OSHA Challenge Sample App

I’ve created a sample applicationhosted on GitHub Pages which:

  • Uses AWS Cognito to get a temporary and limited privilege set of credentials
  • Uses the temporary credentials to verify if the AWS ML model is ready to serve real-time predictions (normally shut off to conserve costs)
  • If the real-time endpoint is not ready, the prediction function is disabled and the Start Endpoint function is enabled.
  • The Start Endpoint will spin up the prediction endpoint and set a 3 minute refresh on the page.
  • Once the endpoint is ready, the user can fill in sample parameters into the form and click on the Predict button to get the results of the model.

The model itself is a toy example that uses all the inspection features in the OSHA public data set  and attempts to predict the letter grade (A, B, C, or D) of the final inspection outcome based upon factors such as company industry, company location, union status, etc. The currently loaded model is super trivial and in no way accurate. This is more a proof of concept of tying the components together in prelude to creating and evaluating a proper model.

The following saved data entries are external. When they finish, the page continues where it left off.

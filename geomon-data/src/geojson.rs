//! GeoJSON FeatureCollection parsing.
//!
//! Walks the document structure directly: `features[*].geometry` becomes the
//! feature's shape and `features[*].properties` its attribute map. Supported
//! geometries are `Point`, `Polygon` (exterior ring only), and
//! `MultiPolygon`; entries carrying other geometry types are skipped with a
//! warning rather than failing the whole document.

use std::fs;
use std::path::{Path, PathBuf};

use geo::{Coord, Geometry, Intersects, LineString, MultiPolygon, Point, Polygon};
use geomon_core::{Attributes, Feature, FeatureQuery, FeatureSource, FeatureSourceError};
use log::warn;
use serde_json::{Map, Value};
use thiserror::Error;

/// Errors raised when reading or decoding a GeoJSON document.
#[derive(Debug, Error)]
pub enum GeoJsonError {
    /// The snapshot file could not be read from disk.
    #[error("failed to read GeoJSON from {path:?}")]
    Io {
        /// Location of the snapshot file.
        path: PathBuf,
        /// Underlying I/O error.
        #[source]
        source: std::io::Error,
    },
    /// The document is not valid JSON.
    #[error("failed to parse GeoJSON document")]
    Parse {
        /// Decoder error returned by `serde_json`.
        #[from]
        source: serde_json::Error,
    },
    /// The document parsed but its top level is not an object.
    #[error("GeoJSON document is not an object")]
    NotAnObject,
}

/// Read a GeoJSON FeatureCollection from disk.
///
/// # Errors
///
/// Fails when the file cannot be read or the document cannot be decoded;
/// see [`GeoJsonError`].
///
/// # Examples
/// ```no_run
/// use std::path::Path;
/// use geomon_data::load_features;
///
/// # fn main() -> Result<(), geomon_data::GeoJsonError> {
/// let features = load_features(Path::new("incidents.geojson"))?;
/// println!("loaded {} features", features.len());
/// # Ok(())
/// # }
/// ```
pub fn load_features(path: &Path) -> Result<Vec<Feature>, GeoJsonError> {
    let text = fs::read_to_string(path).map_err(|source| GeoJsonError::Io {
        path: path.to_path_buf(),
        source,
    })?;
    parse_features(&text)
}

/// Parse a GeoJSON FeatureCollection document.
///
/// Entries whose geometry is `null` or absent become features without a
/// geometry; entries whose geometry is present but unusable are dropped with
/// a warning. A document without usable features yields an empty batch.
///
/// # Errors
///
/// Fails when the text is not valid JSON or the top level is not an object.
pub fn parse_features(text: &str) -> Result<Vec<Feature>, GeoJsonError> {
    let document: Value = serde_json::from_str(text)?;
    let Value::Object(object) = document else {
        return Err(GeoJsonError::NotAnObject);
    };

    let mut parsed = Vec::new();
    let mut skipped = 0_usize;
    if let Some(entries) = object.get("features").and_then(Value::as_array) {
        for entry in entries {
            match parse_feature(entry) {
                Some(feature) => parsed.push(feature),
                None => skipped += 1,
            }
        }
    }
    if skipped > 0 {
        warn!("skipped {skipped} GeoJSON entries without usable geometry");
    }
    if parsed.is_empty() {
        warn!("no GeoJSON feature was added");
    }
    Ok(parsed)
}

fn parse_feature(entry: &Value) -> Option<Feature> {
    let object = entry.as_object()?;
    let attributes = object
        .get("properties")
        .and_then(Value::as_object)
        .map(attributes_from_properties)
        .unwrap_or_default();

    match object.get("geometry") {
        None | Some(Value::Null) => Some(Feature::without_geometry(attributes)),
        Some(value) => {
            let geometry = value.as_object().and_then(parse_geometry)?;
            Some(Feature::new(Some(geometry), attributes))
        }
    }
}

fn attributes_from_properties(properties: &Map<String, Value>) -> Attributes {
    properties
        .iter()
        .map(|(name, value)| (name.clone(), value.clone()))
        .collect()
}

fn parse_geometry(geometry: &Map<String, Value>) -> Option<Geometry<f64>> {
    let kind = geometry.get("type").and_then(Value::as_str)?;
    let coordinates = geometry.get("coordinates").and_then(Value::as_array)?;
    match kind {
        "Point" => parse_position(coordinates).map(|coord| Geometry::Point(Point::from(coord))),
        "Polygon" => parse_polygon(coordinates).map(Geometry::Polygon),
        "MultiPolygon" => parse_multi_polygon(coordinates).map(Geometry::MultiPolygon),
        other => {
            warn!("skipped unsupported geometry type {other}");
            None
        }
    }
}

fn parse_position(position: &[Value]) -> Option<Coord<f64>> {
    let x = position.first().and_then(Value::as_f64)?;
    let y = position.get(1).and_then(Value::as_f64)?;
    Some(Coord { x, y })
}

/// Build a polygon from the exterior ring. Interior rings are not modelled;
/// their count is logged and they are dropped.
fn parse_polygon(rings: &[Value]) -> Option<Polygon<f64>> {
    let exterior = rings.first().and_then(Value::as_array)?;
    if rings.len() > 1 {
        warn!("{} interior rings are thrown away", rings.len() - 1);
    }

    let vertices: Vec<Coord<f64>> = exterior
        .iter()
        .filter_map(|vertex| vertex.as_array().and_then(|values| parse_position(values)))
        .collect();
    if vertices.is_empty() {
        return None;
    }
    Some(Polygon::new(LineString::from(vertices), Vec::new()))
}

fn parse_multi_polygon(polygons: &[Value]) -> Option<MultiPolygon<f64>> {
    let parsed: Vec<Polygon<f64>> = polygons
        .iter()
        .filter_map(|polygon| polygon.as_array().and_then(|rings| parse_polygon(rings)))
        .collect();
    if parsed.is_empty() {
        return None;
    }
    Some(MultiPolygon::new(parsed))
}

/// File-backed [`FeatureSource`] over a GeoJSON snapshot.
///
/// The file is re-read on every query so a monitor observes snapshot
/// updates. The source evaluates no filter expressions; any clause other
/// than the match-all default is rejected. The spatial filter is applied
/// with [`geo::Intersects`].
///
/// # Examples
/// ```no_run
/// use geomon_core::{FeatureQuery, FeatureSource};
/// use geomon_data::GeoJsonFileSource;
///
/// let source = GeoJsonFileSource::new("incidents.geojson");
/// let batch = source.query_features(&FeatureQuery::matching_all())?;
/// # Ok::<(), geomon_core::FeatureSourceError>(())
/// ```
#[derive(Debug, Clone)]
pub struct GeoJsonFileSource {
    path: PathBuf,
}

impl GeoJsonFileSource {
    /// Create a source reading the snapshot at `path`.
    pub fn new(path: impl Into<PathBuf>) -> Self {
        Self { path: path.into() }
    }

    /// Location of the snapshot file.
    #[must_use]
    pub fn path(&self) -> &Path {
        &self.path
    }
}

impl FeatureSource for GeoJsonFileSource {
    fn query_features(&self, query: &FeatureQuery) -> Result<Vec<Feature>, FeatureSourceError> {
        if !query.is_match_all() {
            return Err(FeatureSourceError::UnsupportedFilter {
                expression: query.where_clause.clone(),
            });
        }
        let features =
            load_features(&self.path).map_err(|error| FeatureSourceError::Query {
                message: error.to_string(),
            })?;
        Ok(match query.spatial_filter {
            Some(bbox) => features
                .into_iter()
                .filter(|feature| {
                    feature
                        .geometry
                        .as_ref()
                        .is_some_and(|geometry| bbox.intersects(geometry))
                })
                .collect(),
            None => features,
        })
    }
}
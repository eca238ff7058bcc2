//! Test helpers composing GeoJSON snapshot files on disk.

use std::{fs, path::PathBuf};

use tempfile::TempDir;

pub(super) struct SnapshotFiles {
    _dir: TempDir,
    pub(super) baseline: PathBuf,
    pub(super) update: PathBuf,
}

impl SnapshotFiles {
    /// Write a baseline with two point features and an update where one of
    /// them has moved.
    pub(super) fn new() -> Self {
        let dir = TempDir::new().expect("tempdir");
        let baseline = dir.path().join("baseline.geojson");
        let update = dir.path().join("update.geojson");
        fs::write(
            &baseline,
            snapshot(&[(1, 0.0, 0.0), (2, 5.0, 5.0)]),
        )
        .expect("write baseline snapshot");
        fs::write(&update, snapshot(&[(1, 0.0, 0.0), (2, 6.0, 6.0)]))
            .expect("write update snapshot");
        Self {
            _dir: dir,
            baseline,
            update,
        }
    }
}

fn snapshot(points: &[(i64, f64, f64)]) -> String {
    let features: Vec<serde_json::Value> = points
        .iter()
        .map(|(id, x, y)| {
            serde_json::json!({
                "type": "Feature",
                "geometry": { "type": "Point", "coordinates": [x, y] },
                "properties": { "OBJECTID": id },
            })
        })
        .collect();
    serde_json::json!({ "type": "FeatureCollection", "features": features }).to_string()
}
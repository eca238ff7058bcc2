//! Data access for the geomon engine.
//!
//! Materialises [`geomon_core::Feature`] batches from GeoJSON snapshot
//! files so they can be reconciled without any service connection.

#![forbid(unsafe_code)]

mod geojson;

pub use geojson::{GeoJsonError, GeoJsonFileSource, load_features, parse_features};
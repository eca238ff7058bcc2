//! Display data derived from feature attributes.
//!
//! Monitored event feeds carry presentation hints in their attributes: a
//! `name`, an `html` fragment whose anchor holds the headline and article
//! link, a share image, and a unique id. [`CalloutData`] pulls those out so
//! a surrounding application can show a callout without touching raw
//! attributes.

use std::sync::LazyLock;

use regex_lite::Regex;
#[cfg(feature = "serde")]
use serde::{Deserialize, Serialize};
use serde_json::Value;

use crate::feature::Attributes;

static TITLE_PATTERN: LazyLock<Regex> =
    LazyLock::new(|| Regex::new(r#"title="([^"]+)""#).expect("title pattern compiles"));
static HREF_PATTERN: LazyLock<Regex> =
    LazyLock::new(|| Regex::new(r#"href="([^"]+)""#).expect("href pattern compiles"));

/// Presentation data extracted from one feature's attributes.
///
/// # Examples
/// ```
/// use geomon_core::{Attributes, CalloutData};
/// use serde_json::json;
///
/// let attributes = Attributes::from([
///     ("name".into(), json!("Protest reported")),
///     (
///         "html".into(),
///         json!(r#"<a href="https://news.example/4711" title="March downtown">…</a>"#),
///     ),
/// ]);
///
/// let callout = CalloutData::from_attributes(&attributes);
/// assert_eq!(callout.title.as_deref(), Some("Protest reported"));
/// assert_eq!(callout.detail.as_deref(), Some("March downtown"));
/// assert_eq!(callout.link.as_deref(), Some("https://news.example/4711"));
/// ```
#[derive(Debug, Clone, PartialEq, Eq, Default)]
#[cfg_attr(feature = "serde", derive(Serialize, Deserialize))]
pub struct CalloutData {
    /// Headline, from the `name` attribute.
    pub title: Option<String>,
    /// Detail line: the `title="…"` capture of the `html` attribute, or the
    /// whole fragment when the pattern is absent.
    pub detail: Option<String>,
    /// Article link: the `href="…"` capture of the `html` attribute.
    pub link: Option<String>,
    /// Share image URL, from the `shareimage` attribute.
    pub image_url: Option<String>,
    /// Source-assigned unique id, from the `uid` attribute.
    pub unique_id: Option<String>,
}

impl CalloutData {
    /// Extract callout data from a feature's attributes.
    ///
    /// Absent or non-string attributes leave the corresponding field `None`.
    #[must_use]
    pub fn from_attributes(attributes: &Attributes) -> Self {
        let mut callout = Self {
            title: string_attribute(attributes, "name"),
            image_url: string_attribute(attributes, "shareimage"),
            unique_id: string_attribute(attributes, "uid"),
            ..Self::default()
        };
        if let Some(html) = string_attribute(attributes, "html") {
            callout.detail = Some(
                capture(&TITLE_PATTERN, &html).map_or_else(|| html.clone(), ToOwned::to_owned),
            );
            callout.link = capture(&HREF_PATTERN, &html).map(ToOwned::to_owned);
        }
        callout
    }
}

fn string_attribute(attributes: &Attributes, name: &str) -> Option<String> {
    attributes
        .get(name)
        .and_then(Value::as_str)
        .map(ToOwned::to_owned)
}

fn capture<'h>(pattern: &Regex, haystack: &'h str) -> Option<&'h str> {
    pattern
        .captures(haystack)
        .and_then(|captures| captures.get(1))
        .map(|capture| capture.as_str())
}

This has been a fun side project where I’ve leveraged Terraform to create infrastructure (RedShift clusters, IAM roles, storage buckets, logging, etc.). It’s been some time since I’ve needed to do any web or JavaScript work and the opportunity to brush off just enough JS and Bootstrap to get a minimum viable product running was good exercise (JavaScript may be eating the world, but it gives me indigestion). I have a future to do of standing up a Lambda function triggered via CloudWatch Alarm to shut down the endpoint after a period of inactivity. In the mean time, feel free to try this out with the caveats that this is neither an accurate nor appropriate model.

Overall, this tying in of web front end to a (mostly*) easily deployed back-end is a powerful combination. Almost all of my previous work has been in batch predictions or in models deployed via Shiny. It’s nice to have exposure to other deployment models.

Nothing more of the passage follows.